** DATA EXCERPTS follows **
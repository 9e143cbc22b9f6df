//! Routing scopes: one level of the nested navigation tree.
//!
//! A scope owns an outlet, a not-found provider and a resolution strategy.
//! Live scopes are stored in a shared, ordered list evaluated parent-first
//! by the engine; a [`ScopeHandle`] detaches its scope from that list.

use std::cell::RefCell;
use std::fmt;
use std::rc::Rc;

use crate::error::Result;
use crate::logging::{LogLevel, Logger, event_with_fields, json_kv};
use crate::outlet::OutletId;
use crate::route::{ContentProvider, Match, RouteTable};

/// Identity of a live scope within the engine's evaluation sequence.
#[derive(Debug, Clone, Copy, PartialEq, Eq, Hash)]
pub struct ScopeId(pub(crate) u64);

impl fmt::Display for ScopeId {
    fn fmt(&self, f: &mut fmt::Formatter<'_>) -> fmt::Result {
        write!(f, "scope-{}", self.0)
    }
}

/// How a scope resolves its residual path.
///
/// `Table` is the general case; `Fixed` always matches the empty path with
/// one destination, covering scopes whose content never depends on the
/// fragment (a shell or chrome region).
#[derive(Clone)]
pub enum RouteStrategy {
    Table(RouteTable),
    Fixed(ContentProvider),
}

impl RouteStrategy {
    pub fn longest_match(&self, candidate: &str) -> Result<Match> {
        match self {
            RouteStrategy::Table(table) => table.longest_match(candidate),
            RouteStrategy::Fixed(destination) => Ok(Match {
                path: String::new(),
                destination: Some(Rc::clone(destination)),
                redirected: false,
            }),
        }
    }
}

impl fmt::Debug for RouteStrategy {
    fn fmt(&self, f: &mut fmt::Formatter<'_>) -> fmt::Result {
        match self {
            RouteStrategy::Table(table) => f.debug_tuple("Table").field(table).finish(),
            RouteStrategy::Fixed(_) => f.write_str("Fixed(<provider>)"),
        }
    }
}

/// Declarative scope configuration handed to `Router::configure`.
pub struct ScopeDefinition {
    pub outlet: OutletId,
    pub not_found: ContentProvider,
    pub strategy: RouteStrategy,
    pub parent_prefix: String,
}

impl ScopeDefinition {
    /// A table-driven scope.
    pub fn routes(
        outlet: impl Into<OutletId>,
        not_found: ContentProvider,
        table: RouteTable,
    ) -> Self {
        Self {
            outlet: outlet.into(),
            not_found,
            strategy: RouteStrategy::Table(table),
            parent_prefix: String::new(),
        }
    }

    /// A scope with one fixed destination regardless of the fragment.
    pub fn fixed(
        outlet: impl Into<OutletId>,
        not_found: ContentProvider,
        destination: ContentProvider,
    ) -> Self {
        Self {
            outlet: outlet.into(),
            not_found,
            strategy: RouteStrategy::Fixed(destination),
            parent_prefix: String::new(),
        }
    }

    /// Prefix the fragment must carry, beyond what ancestors consumed,
    /// before this scope is evaluated.
    pub fn with_parent_prefix(mut self, prefix: impl Into<String>) -> Self {
        self.parent_prefix = prefix.into();
        self
    }
}

/// A configured scope as the engine drives it. `current_path` is owned
/// exclusively by the engine and is the idempotence guard: `None` until the
/// first evaluation, then the last committed match path.
pub struct RoutingScope {
    pub(crate) id: ScopeId,
    pub(crate) outlet: OutletId,
    pub(crate) not_found: ContentProvider,
    pub(crate) strategy: RouteStrategy,
    pub(crate) parent_prefix: String,
    pub(crate) current_path: Option<String>,
}

impl RoutingScope {
    pub(crate) fn new(id: ScopeId, definition: ScopeDefinition) -> Self {
        Self {
            id,
            outlet: definition.outlet,
            not_found: definition.not_found,
            strategy: definition.strategy,
            parent_prefix: definition.parent_prefix,
            current_path: None,
        }
    }

    pub fn id(&self) -> ScopeId {
        self.id
    }

    pub fn outlet(&self) -> &OutletId {
        &self.outlet
    }

    pub fn current_path(&self) -> Option<&str> {
        self.current_path.as_deref()
    }
}

/// Ordered scope list shared between the engine and the handles it issues.
pub(crate) type SharedScopes = Rc<RefCell<Vec<RoutingScope>>>;

/// Detaches its scope from the engine's evaluation sequence.
///
/// After `close`, fragment changes no longer affect the scope's outlet.
/// Closing twice is a no-op.
pub struct ScopeHandle {
    id: ScopeId,
    scopes: SharedScopes,
    logger: Option<Logger>,
}

impl fmt::Debug for ScopeHandle {
    fn fmt(&self, f: &mut fmt::Formatter<'_>) -> fmt::Result {
        f.debug_struct("ScopeHandle").field("id", &self.id).finish()
    }
}

impl ScopeHandle {
    pub(crate) fn new(id: ScopeId, scopes: SharedScopes, logger: Option<Logger>) -> Self {
        Self { id, scopes, logger }
    }

    pub fn id(&self) -> ScopeId {
        self.id
    }

    pub fn close(&self) {
        let mut scopes = self.scopes.borrow_mut();
        let before = scopes.len();
        scopes.retain(|scope| scope.id != self.id);
        if scopes.len() != before {
            if let Some(logger) = self.logger.as_ref() {
                let event = event_with_fields(
                    LogLevel::Info,
                    "signpost::engine",
                    "scope_closed",
                    [json_kv("scope", serde_json::json!(self.id.to_string()))],
                );
                let _ = logger.log_event(event);
            }
        }
    }
}

#[cfg(test)]
mod tests {
    use super::*;
    use crate::route::Content;

    fn page(content: &'static str) -> ContentProvider {
        Rc::new(move || Content::ready(content))
    }

    fn realized(matched: Match) -> String {
        match matched.destination.expect("destination")() {
            Content::Ready(content) => content,
            Content::Deferred(_) => panic!("expected ready content"),
        }
    }

    #[test]
    fn fixed_strategy_matches_everything_at_the_empty_path() {
        let strategy = RouteStrategy::Fixed(page("shell"));
        for candidate in ["", "/a", "/a/b/c?ignored"] {
            let matched = strategy.longest_match(candidate).unwrap();
            assert_eq!(matched.path, "");
            assert!(!matched.redirected);
        }
        assert_eq!(realized(strategy.longest_match("/x").unwrap()), "shell");
    }

    #[test]
    fn table_strategy_delegates_to_the_route_table() {
        let table = RouteTable::new().with_content("/a", page("page-a"));
        let strategy = RouteStrategy::Table(table);
        let matched = strategy.longest_match("/a/deeper").unwrap();
        assert_eq!(matched.path, "/a");
        assert_eq!(realized(matched), "page-a");
    }

    #[test]
    fn close_detaches_once_and_stays_idempotent() {
        let scopes: SharedScopes = Rc::new(RefCell::new(Vec::new()));
        let definition = ScopeDefinition::routes("main", page("nf"), RouteTable::new());
        scopes
            .borrow_mut()
            .push(RoutingScope::new(ScopeId(1), definition));

        let handle = ScopeHandle::new(ScopeId(1), Rc::clone(&scopes), None);
        assert_eq!(scopes.borrow().len(), 1);
        handle.close();
        assert!(scopes.borrow().is_empty());
        handle.close();
        assert!(scopes.borrow().is_empty());
    }

    #[test]
    fn handle_debug_output_names_its_scope() {
        let scopes: SharedScopes = Rc::new(RefCell::new(Vec::new()));
        let handle = ScopeHandle::new(ScopeId(7), scopes, None);
        assert_eq!(format!("{handle:?}"), "ScopeHandle { id: ScopeId(7) }");
    }

    #[test]
    fn definition_builder_carries_the_parent_prefix() {
        let definition = ScopeDefinition::routes("main", page("nf"), RouteTable::new())
            .with_parent_prefix("/admin");
        assert_eq!(definition.parent_prefix, "/admin");
        assert_eq!(definition.outlet, "main");
    }
}
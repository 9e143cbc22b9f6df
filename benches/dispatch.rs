use std::rc::Rc;

use criterion::{Criterion, black_box, criterion_group, criterion_main};
use futures::executor::LocalPool;
use futures::task::LocalSpawn;
use signpost::logging::{LogEvent, LogSink};
use signpost::{
    Content, ContentProvider, InMemoryNavigation, Logger, LoggingResult, NavigationContext,
    OutletHost, OutletRegistry, Result, RouteTable, Router, RouterConfig, ScopeDefinition,
};

#[derive(Clone, Default)]
struct NullSink;

impl LogSink for NullSink {
    fn log(&self, _event: &LogEvent) -> LoggingResult<()> {
        Ok(())
    }
}

fn page(content: &'static str) -> ContentProvider {
    Rc::new(move || Content::ready(content))
}

struct BenchRouter {
    pool: LocalPool,
    router: Router,
}

fn build_router(fragment: &str, outlets: &[&str]) -> BenchRouter {
    let nav = Rc::new(InMemoryNavigation::with_fragment(fragment));
    let registry = Rc::new(OutletRegistry::new());
    for outlet in outlets {
        registry.register(*outlet);
    }
    let pool = LocalPool::new();
    let spawner: Rc<dyn LocalSpawn> = Rc::new(pool.spawner());

    let mut config = RouterConfig::default();
    config.logger = Some(Logger::new(NullSink));
    config.enable_metrics();

    let router = Router::with_config(
        nav as Rc<dyn NavigationContext>,
        registry as Rc<dyn OutletHost>,
        spawner,
        config,
    );
    BenchRouter { pool, router }
}

fn run_script(bench: &mut BenchRouter, script: &[&str]) -> Result<()> {
    for path in script {
        bench.router.go_to(path);
        bench.router.pump()?;
    }
    bench.pool.run_until_stalled();
    Ok(())
}

fn deep_table() -> RouteTable {
    let mut table = RouteTable::new();
    table.insert_content("/inbox", page("inbox"));
    table.insert_content("/inbox/archive", page("archive"));
    table.insert_content("/inbox/archive/2024", page("archive-year"));
    table.insert_content("/settings", page("settings"));
    table.insert_content("/settings/profile", page("profile"));
    table
}

fn dispatch_table_match(c: &mut Criterion) {
    let script = [
        "/inbox",
        "/inbox/archive/2024/uncharted",
        "/settings/profile",
        "/nowhere/at/all",
        "/inbox/archive",
    ];
    c.bench_function("dispatch_table_match", |b| {
        b.iter(|| {
            let mut bench = build_router("/inbox", &["main"]);
            bench
                .router
                .configure(ScopeDefinition::routes("main", page("nf"), deep_table()))
                .expect("configure");
            run_script(&mut bench, black_box(&script)).expect("script");
        });
    });
}

fn dispatch_redirect_chain(c: &mut Criterion) {
    let table = || {
        RouteTable::new()
            .with_content("/final", page("final"))
            .with_redirect("/hop3", "/final")
            .with_redirect("/hop2", "/hop3")
            .with_redirect("/hop1", "/hop2")
    };
    let script = ["/hop1", "/final", "/hop2", "/hop1/extra"];
    c.bench_function("dispatch_redirect_chain", |b| {
        b.iter(|| {
            let mut bench = build_router("/hop1", &["main"]);
            bench
                .router
                .configure(ScopeDefinition::routes("main", page("nf"), table()))
                .expect("configure");
            run_script(&mut bench, black_box(&script)).expect("script");
        });
    });
}

fn dispatch_nested_scopes(c: &mut Criterion) {
    let script = [
        "/admin/users",
        "/admin/groups",
        "/admin/users",
        "/elsewhere",
        "/admin/groups",
    ];
    c.bench_function("dispatch_nested_scopes", |b| {
        b.iter(|| {
            let mut bench = build_router("/admin/users", &["shell", "main"]);
            bench
                .router
                .configure(ScopeDefinition::fixed("shell", page("nf"), page("chrome")))
                .expect("shell scope");
            let table = RouteTable::new()
                .with_content("/users", page("users"))
                .with_content("/groups", page("groups"));
            bench
                .router
                .configure(
                    ScopeDefinition::routes("main", page("nf"), table)
                        .with_parent_prefix("/admin"),
                )
                .expect("admin scope");
            run_script(&mut bench, black_box(&script)).expect("script");
        });
    });
}

criterion_group!(
    benches,
    dispatch_table_match,
    dispatch_redirect_chain,
    dispatch_nested_scopes
);
criterion_main!(benches);
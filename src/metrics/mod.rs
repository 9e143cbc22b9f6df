//! Dispatch counters for the navigation engine.
//!
//! Counters saturate instead of wrapping; a snapshot pairs them with the
//! engine's uptime so embedders can emit them through the logging pipeline.

use crate::logging::{LogEvent, LogFields, LogLevel};
use serde_json::json;
use std::time::Duration;

#[derive(Debug, Default, Clone)]
pub struct RouterMetrics {
    dispatches: u64,
    scopes_evaluated: u64,
    flushes: u64,
    redirects: u64,
    notifications: u64,
}

impl RouterMetrics {
    pub fn new() -> Self {
        Self::default()
    }

    pub fn record_dispatch(&mut self, scopes_evaluated: usize) {
        self.dispatches = self.dispatches.saturating_add(1);
        self.scopes_evaluated = self
            .scopes_evaluated
            .saturating_add(scopes_evaluated as u64);
    }

    pub fn record_flush(&mut self) {
        self.flushes = self.flushes.saturating_add(1);
    }

    pub fn record_redirect(&mut self) {
        self.redirects = self.redirects.saturating_add(1);
    }

    pub fn record_notifications(&mut self, count: usize) {
        if count > 0 {
            self.notifications = self.notifications.saturating_add(count as u64);
        }
    }

    pub fn snapshot(&self, uptime: Duration) -> MetricSnapshot {
        MetricSnapshot {
            uptime_ms: uptime.as_millis() as u64,
            dispatches: self.dispatches,
            scopes_evaluated: self.scopes_evaluated,
            flushes: self.flushes,
            redirects: self.redirects,
            notifications: self.notifications,
        }
    }
}

#[derive(Debug, Clone)]
pub struct MetricSnapshot {
    pub uptime_ms: u64,
    pub dispatches: u64,
    pub scopes_evaluated: u64,
    pub flushes: u64,
    pub redirects: u64,
    pub notifications: u64,
}

impl MetricSnapshot {
    pub fn to_log_event(&self, target: &str) -> LogEvent {
        LogEvent::with_fields(
            LogLevel::Info,
            target.to_string(),
            "router_metrics".to_string(),
            self.as_fields(),
        )
    }

    pub fn as_fields(&self) -> LogFields {
        let mut map = LogFields::new();
        map.insert("uptime_ms".to_string(), json!(self.uptime_ms));
        map.insert("dispatches".to_string(), json!(self.dispatches));
        map.insert(
            "scopes_evaluated".to_string(),
            json!(self.scopes_evaluated),
        );
        map.insert("flushes".to_string(), json!(self.flushes));
        map.insert("redirects".to_string(), json!(self.redirects));
        map.insert("notifications".to_string(), json!(self.notifications));
        map
    }
}
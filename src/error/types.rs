use thiserror::Error;

use futures::task::SpawnError;

use crate::scope::ScopeId;

/// Unified result type for the signpost crate.
pub type Result<T> = std::result::Result<T, RouterError>;

/// Errors surfaced by the navigation engine.
///
/// Anything routable that simply fails to match is not an error: a fragment
/// without a route flushes the scope's not-found content, a malformed query
/// string parses to an empty view, and an ancestor-prefix mismatch skips the
/// scope for the pass. The variants below are boundary failures the caller
/// must hear about.
#[derive(Debug, Error)]
pub enum RouterError {
    #[error("outlet `{0}` not found")]
    OutletNotFound(String),
    #[error("redirect cycle detected at `{0}`")]
    RedirectCycle(String),
    #[error("routing scope `{0}` not found")]
    ScopeNotFound(ScopeId),
    #[error("deferred flush could not be spawned: {0}")]
    FlushSpawn(#[from] SpawnError),
}
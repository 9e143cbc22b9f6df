//! Fragment-driven navigation engine for nested single-page content regions.
//!
//! A fragment (the part of the address after `#`) is the sole persisted
//! routing state. The [`Router`] maps it onto an ordered sequence of routing
//! scopes, each owning an exact-string route table, a not-found provider and
//! a named outlet; redirects are followed and canonicalized back onto the
//! fragment with a non-navigating rewrite. Route keys are exact strings:
//! longest-prefix matching comes from truncating the candidate at `/`
//! boundaries, never from patterns or wildcards.
//!
//! The address mechanism and the content containers are injected
//! ([`NavigationContext`], [`OutletHost`]), so the engine runs the same way
//! under a browser bridge, in tests and in headless embeddings.

pub mod engine;
pub mod error;
pub mod logging;
pub mod metrics;
pub mod nav;
pub mod outlet;
pub mod query;
pub mod route;
pub mod scope;

pub use engine::{PathChangeCallback, PathChangeToken, Router, RouterConfig};
pub use error::{Result, RouterError};
pub use logging::{
    FileSink, LogEvent, LogFields, LogLevel, LogSink, Logger, LoggingError, LoggingResult,
    MemorySink,
};
pub use metrics::{MetricSnapshot, RouterMetrics};
pub use nav::{InMemoryNavigation, NavigationContext};
pub use outlet::{OutletContent, OutletHost, OutletId, OutletRegistry};
pub use query::QueryParams;
pub use route::{Content, ContentProvider, Match, RouteEntry, RouteTable};
pub use scope::{RouteStrategy, RoutingScope, ScopeDefinition, ScopeHandle, ScopeId};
** End of DATA EXCERPTS **
### TASK GOAL
Could you find each line in the entries that contains the string "static" and copy it?

### YOUR RESPONSE
    fn page(content: &'static str) -> ContentProvider {
fn page(content: &'static str) -> ContentProvider {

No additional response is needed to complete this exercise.